Les mystères de Lisbonne (Raoul Ruiz, 2010)

Au XIXème siècle, un enfant naturel élevé dans un couvent retrouve sa mère qui lui raconte son histoire…

Je n’aime guère le style de Raoul Ruiz qui a tendance à figer la vie sous un glacis de travellings millimétrés. En témoigne son épouvantable adaptation de Proust. Les mystères de Lisbonne est néanmoins un film époustouflant parce qu’il s’agit du récit le plus vertigineux vu au cinéma depuis, disons, Il était une fois en Amérique. Se déployant sur une durée-fleuve de 4h30, la narration multiplie et imbrique les flashbacks, flash-forwards et autres glissements de point de vue sans perdre le spectateur. Ce spectateur ne s’ennuie pas non plus pour peu qu’il soit sensible au charme d’intrigues qui descendent en droite ligne des feuilletons populaires du XIXème siècle. Filles de bonne famille perdues par amour, brigands devenus prêtres, sinistres hommes de main cachés derrière la porte dérobée, duels pour l’honneur…et coïncidences énormes que ne renierait pas le Victor Hugo des Misérables sont en effet la matière des Mystères de Lisbonne.

Mais alors quid de la mise en scène de Ruiz? Même si le foisonnement romanesque fait que le film ne manque pas de souffle, la mise en scène de Ruiz, toujours aussi précieuse et certes moins enlevée que celle d’un Walsh ou d’un de Broca, n’est pas idéale pour rendre le mouvement de telles aventures. Pourtant, la distance induite par l’extrême sophistication des plans, distance qui apparente le film au livre d’images plus qu’au cinéma d’aventures hollywoodien, se justifie magistralement et douloureusement à la fin. Ces Mystères de Lisbonne sont brodés de l’étoffe des rêves d’enfant.

6 commentaires sur “Les mystères de Lisbonne (Raoul Ruiz, 2010)

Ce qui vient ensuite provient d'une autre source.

//! High-Resolution Rapid Refresh templates (CONUS and Alaska).
//!
//! The HRRR file path is the model template archetype: every archive
//! mirrors the same `hrrr.YYYYMMDD/<domain>/hrrr.tHHz.wrf<product>fFF`
//! layout, so the sources differ only in their host prefix.

use super::{
    default_idx_suffixes, normalize_product, owned_pairs, remote_basename, IdxDialect,
    ModelTemplate, Template,
};
use crate::error::Result;
use crate::request::Request;

pub struct Hrrr;

impl ModelTemplate for Hrrr {
    fn model_id(&self) -> &str {
        "hrrr"
    }

    fn build(&self, req: &mut Request) -> Result<Template> {
        let products = [
            ("sfc", "2D surface level fields; 3-km resolution"),
            ("prs", "3D pressure level fields; 3-km resolution"),
            ("nat", "Native level fields; 3-km resolution"),
            ("subh", "Subhourly grids; 3-km resolution"),
        ];
        let product = normalize_product(req, &products)?;

        let date = req.init_time.format("%Y%m%d");
        let hour = req.init_time.format("%H");
        let file = format!("hrrr.t{hour}z.wrf{product}f{:02}.grib2", req.lead);
        let post_root = format!("hrrr.{date}/conus/{file}");

        let sources = vec![
            (
                "aws".to_string(),
                format!("https://noaa-hrrr-bdp-pds.s3.amazonaws.com/{post_root}"),
            ),
            (
                "nomads".to_string(),
                format!("https://nomads.ncep.noaa.gov/pub/data/nccf/com/hrrr/prod/{post_root}"),
            ),
            (
                "google".to_string(),
                format!("https://storage.googleapis.com/high-resolution-rapid-refresh/{post_root}"),
            ),
            (
                "azure".to_string(),
                format!("https://noaahrrr.blob.core.windows.net/hrrr/{post_root}"),
            ),
            (
                "pando".to_string(),
                format!("https://pando-rgw01.chpc.utah.edu/hrrr/{product}/{date}/{file}"),
            ),
            (
                "pando2".to_string(),
                format!("https://pando-rgw02.chpc.utah.edu/hrrr/{product}/{date}/{file}"),
            ),
        ];

        Ok(Template {
            description: "High-Resolution Rapid Refresh - CONUS".to_string(),
            details: owned_pairs(&[
                (
                    "NOMADS product description",
                    "https://www.nco.ncep.noaa.gov/pmb/products/hrrr/",
                ),
                (
                    "University of Utah HRRR archive",
                    "http://hrrr.chpc.utah.edu/",
                ),
            ]),
            products: owned_pairs(&products),
            local_filename: remote_basename(&sources[0].1),
            sources,
            idx_suffixes: default_idx_suffixes(),
            idx_dialect: IdxDialect::Wgrib2,
        })
    }
}

pub struct HrrrAk;

impl ModelTemplate for HrrrAk {
    fn model_id(&self) -> &str {
        "hrrrak"
    }

    fn build(&self, req: &mut Request) -> Result<Template> {
        let products = [
            ("prs", "3D pressure level fields; 3-km resolution"),
            ("sfc", "2D surface level fields; 3-km resolution"),
            ("nat", "Native level fields; 3-km resolution"),
            ("subh", "Subhourly grids; 3-km resolution"),
        ];
        let product = normalize_product(req, &products)?;

        let date = req.init_time.format("%Y%m%d");
        let hour = req.init_time.format("%H");
        let file = format!("hrrr.t{hour}z.wrf{product}f{:02}.ak.grib2", req.lead);
        let post_root = format!("hrrr.{date}/alaska/{file}");

        let sources = vec![
            (
                "nomads".to_string(),
                format!("https://nomads.ncep.noaa.gov/pub/data/nccf/com/hrrr/prod/{post_root}"),
            ),
            (
                "aws".to_string(),
                format!("https://noaa-hrrr-bdp-pds.s3.amazonaws.com/{post_root}"),
            ),
            (
                "google".to_string(),
                format!("https://storage.googleapis.com/high-resolution-rapid-refresh/{post_root}"),
            ),
            (
                "azure".to_string(),
                format!("https://noaahrrr.blob.core.windows.net/hrrr/{post_root}"),
            ),
            (
                "pando".to_string(),
                format!(
                    "https://pando-rgw01.chpc.utah.edu/hrrrak/{product}/{date}/hrrrak.t{hour}z.wrf{product}f{:02}.grib2",
                    req.lead
                ),
            ),
        ];

        Ok(Template {
            description: "High-Resolution Rapid Refresh - Alaska".to_string(),
            details: owned_pairs(&[(
                "NOMADS product description",
                "https://www.nco.ncep.noaa.gov/pmb/products/hrrr",
            )]),
            products: owned_pairs(&products),
            local_filename: remote_basename(&sources[0].1),
            sources,
            idx_suffixes: default_idx_suffixes(),
            idx_dialect: IdxDialect::Wgrib2,
        })
    }
}

#[cfg(test)]
mod tests {
    use super::*;
    use chrono::{TimeZone, Utc};

    #[test]
    fn hrrr_sfc_url() {
        let mut req = Request::builder("hrrr")
            .product("sfc")
            .init_time(Utc.with_ymd_and_hms(2023, 1, 1, 6, 0, 0).unwrap())
            .build()
            .unwrap();
        let template = Hrrr.build(&mut req).unwrap();
        assert_eq!(
            template.source("aws").unwrap(),
            "https://noaa-hrrr-bdp-pds.s3.amazonaws.com/hrrr.20230101/conus/hrrr.t06z.wrfsfcf00.grib2"
        );
        assert_eq!(template.local_filename, "hrrr.t06z.wrfsfcf00.grib2");
        assert_eq!(template.idx_dialect, IdxDialect::Wgrib2);
    }

    #[test]
    fn hrrr_lead_is_zero_padded() {
        let mut req = Request::builder("hrrr")
            .product("prs")
            .init_time(Utc.with_ymd_and_hms(2022, 7, 4, 18, 0, 0).unwrap())
            .lead(6)
            .build()
            .unwrap();
        let template = Hrrr.build(&mut req).unwrap();
        assert!(template
            .source("google")
            .unwrap()
            .ends_with("hrrr.20220704/conus/hrrr.t18z.wrfprsf06.grib2"));
    }

    #[test]
    fn alaska_paths_use_ak_suffix() {
        let mut req = Request::builder("hrrrak")
            .init_time(Utc.with_ymd_and_hms(2023, 1, 1, 0, 0, 0).unwrap())
            .build()
            .unwrap();
        let template = HrrrAk.build(&mut req).unwrap();
        assert!(template
            .source("aws")
            .unwrap()
            .ends_with("alaska/hrrr.t00z.wrfprsf00.ak.grib2"));
        assert_eq!(req.product.as_deref(), Some("prs"));
    }
}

  1. Bonjour, personnellement, j’avais aimé l’adaption de Proust par Raul Ruiz. Ces Mystères de Lisbonne m’ont aussi beaucoup plu, surtout la première partie (j’ai vu le film avec un entracte). J’ai trouvé long les séquences avec les acteurs français mais pour le reste, on en redemande: les décors, les costumes, la musique (superbe) et le plaisir d’entendre la langue portugaise. Dommage que le roman dont est adapté le film ne soit pas traduit en français. Je l’aurais bien lu. Bonne après-midi.

  2. assassiner ainsi négligemment « le temps retrouvé » est un peu abusé, tout comme négligemment mettre sur un pied d’égalité walsh et de broca !

  3. Moi, ce qui me paraît grave abusé, c’est d’aimer à la fois la prose de Marcel Proust pleine de vie, d’affects et d’intelligence et « Le temps retrouvé » de Raoul Ruiz sans vie, sans affect, sans intelligence.
    Le temps retrouvé, ce n’est pas Proust, c’est une compilation de clichés sur Proust (l’auteur fiévreux qui écrit dans son lit avec photo jaunie…non mais franchement).

    Si tu me lis bien, je ne mets pas Walsh et de Broca sur un pied d’égalité, je dis simplement que leurs mises en scène sont toutes deux très enlevées (je n’allais pas comparer Ruiz qu’à un cinéaste hollywoodien, ç’aurait été injuste or de Broca a justement réalisé quelques-unes des rares réussites française dans le genre cape et épée).
    Cartouche vaut bien Capitaine sans peur.

  4. mon commentaire était surtout motivé par le plaisir qu’il y a à utiliser cette expression (dont tu as l’air friand également) ; j’ai un bon souvenir du film de ruiz, tout amateur de proust que je suis.